* Exercise instructions:
Return only the number of lines in the records below where the string "Some" shows up.

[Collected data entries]
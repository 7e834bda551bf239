//! Label-set keys and their canonical forms.
//!
//! A key is an ordered label map with the reserved `__name__` label
//! holding the application name. Its normalized form addresses the
//! segment, tree, and dictionary keyspaces, so normalization must be
//! deterministic and collision-free for a given label set.

use crate::core::{EmberError, Result};
use chrono::{DateTime, Utc};
use std::collections::BTreeMap;
use std::fmt;

/// The reserved label holding the application name.
pub const APP_NAME_LABEL: &str = "__name__";

/// The label marking an individually addressable profile. Writes
/// carrying it bypass the segment tree.
pub const PROFILE_ID_LABEL: &str = "profile_id";

/// Tag keys that may not appear as query matchers.
pub const RESERVED_TAG_KEYS: &[&str] = &[APP_NAME_LABEL];

/// A parsed label-set identifier.
#[derive(Debug, Clone, PartialEq, Eq)]
pub struct Key {
    labels: BTreeMap<String, String>,
}

impl Key {
    /// Build a key directly from a label map.
    pub fn new(labels: BTreeMap<String, String>) -> Self {
        Self { labels }
    }

    /// The segment key of the bare application (no labels): `app{}`.
    /// Exemplar metadata lives on this segment.
    pub fn app_segment_key(app_name: &str) -> String {
        format!("{}{{}}", app_name)
    }

    /// The application name, empty if the reserved label is missing.
    pub fn app_name(&self) -> &str {
        self.labels.get(APP_NAME_LABEL).map_or("", String::as_str)
    }

    /// All labels, including the reserved ones.
    pub fn labels(&self) -> &BTreeMap<String, String> {
        &self.labels
    }

    pub fn add_label(&mut self, key: impl Into<String>, value: impl Into<String>) {
        self.labels.insert(key.into(), value.into());
    }

    /// The `profile_id` label, if this key addresses an exemplar.
    pub fn profile_id(&self) -> Option<&str> {
        self.labels.get(PROFILE_ID_LABEL).map(String::as_str)
    }

    /// Canonical form: app name first, then all non-reserved labels
    /// sorted by key. Used as the segment cache/storage key and as a
    /// hash input, so it must be stable.
    pub fn normalized(&self) -> String {
        let mut out = String::with_capacity(64);
        out.push_str(self.app_name());
        out.push('{');
        let mut first = true;
        for (k, v) in &self.labels {
            if k == APP_NAME_LABEL {
                continue;
            }
            if !first {
                out.push(',');
            }
            out.push_str(k);
            out.push('=');
            out.push_str(v);
            first = false;
        }
        out.push('}');
        out
    }

    /// The segment keyspace address.
    pub fn segment_key(&self) -> String {
        self.normalized()
    }

    /// The tree keyspace address for one bucket:
    /// `<segment>:<depth>:<unix-seconds>`.
    pub fn tree_key(&self, depth: usize, t: DateTime<Utc>) -> String {
        tree_key_of(&self.segment_key(), depth, t)
    }

    /// The dictionary keyspace address. Dictionaries are shared per
    /// application.
    pub fn dict_key(&self) -> String {
        self.app_name().to_string()
    }
}

/// Derive a tree key from an already-normalized segment key.
pub fn tree_key_of(segment_key: &str, depth: usize, t: DateTime<Utc>) -> String {
    format!("{}:{}:{}", segment_key, depth, t.timestamp())
}

impl fmt::Display for Key {
    fn fmt(&self, f: &mut fmt::Formatter<'_>) -> fmt::Result {
        f.write_str(&self.normalized())
    }
}

/// Parse `name{k=v,...}` into a [`Key`]. Whitespace around names, keys,
/// and values is trimmed. A bare `name` with no brace block is
/// accepted; an unterminated block is a parse error.
pub fn parse_key(raw: &str) -> Result<Key> {
    let raw = raw.trim();
    let mut labels = BTreeMap::new();

    let (name, rest) = match raw.find('{') {
        None => (raw, None),
        Some(i) => {
            let body = &raw[i + 1..];
            let Some(end) = body.find('}') else {
                return Err(EmberError::Parse {
                    message: format!("malformed key '{}': unterminated '{{'", raw),
                });
            };
            if !body[end + 1..].trim().is_empty() {
                return Err(EmberError::Parse {
                    message: format!("malformed key '{}': trailing input", raw),
                });
            }
            (&raw[..i], Some(&body[..end]))
        },
    };

    let name = name.trim();
    if name.is_empty() {
        return Err(EmberError::parse("application name is required"));
    }
    labels.insert(APP_NAME_LABEL.to_string(), name.to_string());

    if let Some(body) = rest {
        for pair in body.split(',') {
            let pair = pair.trim();
            if pair.is_empty() {
                continue;
            }
            let Some((k, v)) = pair.split_once('=') else {
                return Err(EmberError::Parse {
                    message: format!("malformed key '{}': expected k=v, got '{}'", raw, pair),
                });
            };
            labels.insert(k.trim().to_string(), v.trim().to_string());
        }
    }

    Ok(Key { labels })
}

#[cfg(test)]
mod tests {
    use super::*;
    use chrono::TimeZone;
    use pretty_assertions::assert_eq;

    #[test]
    fn test_parse_bare_name() {
        let k = parse_key("app.cpu").unwrap();
        assert_eq!(k.app_name(), "app.cpu");
        assert_eq!(k.normalized(), "app.cpu{}");
    }

    #[test]
    fn test_parse_labels_sorted() {
        let k = parse_key("app.cpu{zebra=1,alpha=2}").unwrap();
        assert_eq!(k.normalized(), "app.cpu{alpha=2,zebra=1}");
    }

    #[test]
    fn test_parse_trims_whitespace() {
        let k = parse_key("  app.cpu { foo = bar , baz = qux } ").unwrap();
        assert_eq!(k.normalized(), "app.cpu{baz=qux,foo=bar}");
    }

    #[test]
    fn test_parse_rejects_unterminated_brace() {
        assert!(parse_key("app.cpu{foo=bar").is_err());
    }

    #[test]
    fn test_parse_rejects_missing_name() {
        assert!(parse_key("{foo=bar}").is_err());
        assert!(parse_key("   ").is_err());
    }

    #[test]
    fn test_normalization_idempotent() {
        for raw in [
            "app.cpu",
            "app.cpu{}",
            "app.cpu{b=2,a=1}",
            "app.cpu{profile_id=xyz,region=eu}",
        ] {
            let once = parse_key(raw).unwrap().normalized();
            let twice = parse_key(&once).unwrap().normalized();
            assert_eq!(once, twice);
        }
    }

    #[test]
    fn test_profile_id() {
        let k = parse_key("app.cpu{profile_id=abc}").unwrap();
        assert_eq!(k.profile_id(), Some("abc"));
        assert!(parse_key("app.cpu{}").unwrap().profile_id().is_none());
    }

    #[test]
    fn test_tree_key_derivation() {
        let k = parse_key("app.cpu{foo=bar}").unwrap();
        let t = Utc.timestamp_opt(170, 0).unwrap();
        assert_eq!(k.tree_key(2, t), "app.cpu{foo=bar}:2:170");
        assert_eq!(k.dict_key(), "app.cpu");
    }

    #[test]
    fn test_app_segment_key() {
        assert_eq!(Key::app_segment_key("app.cpu"), "app.cpu{}");
    }
}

* Task solution:
6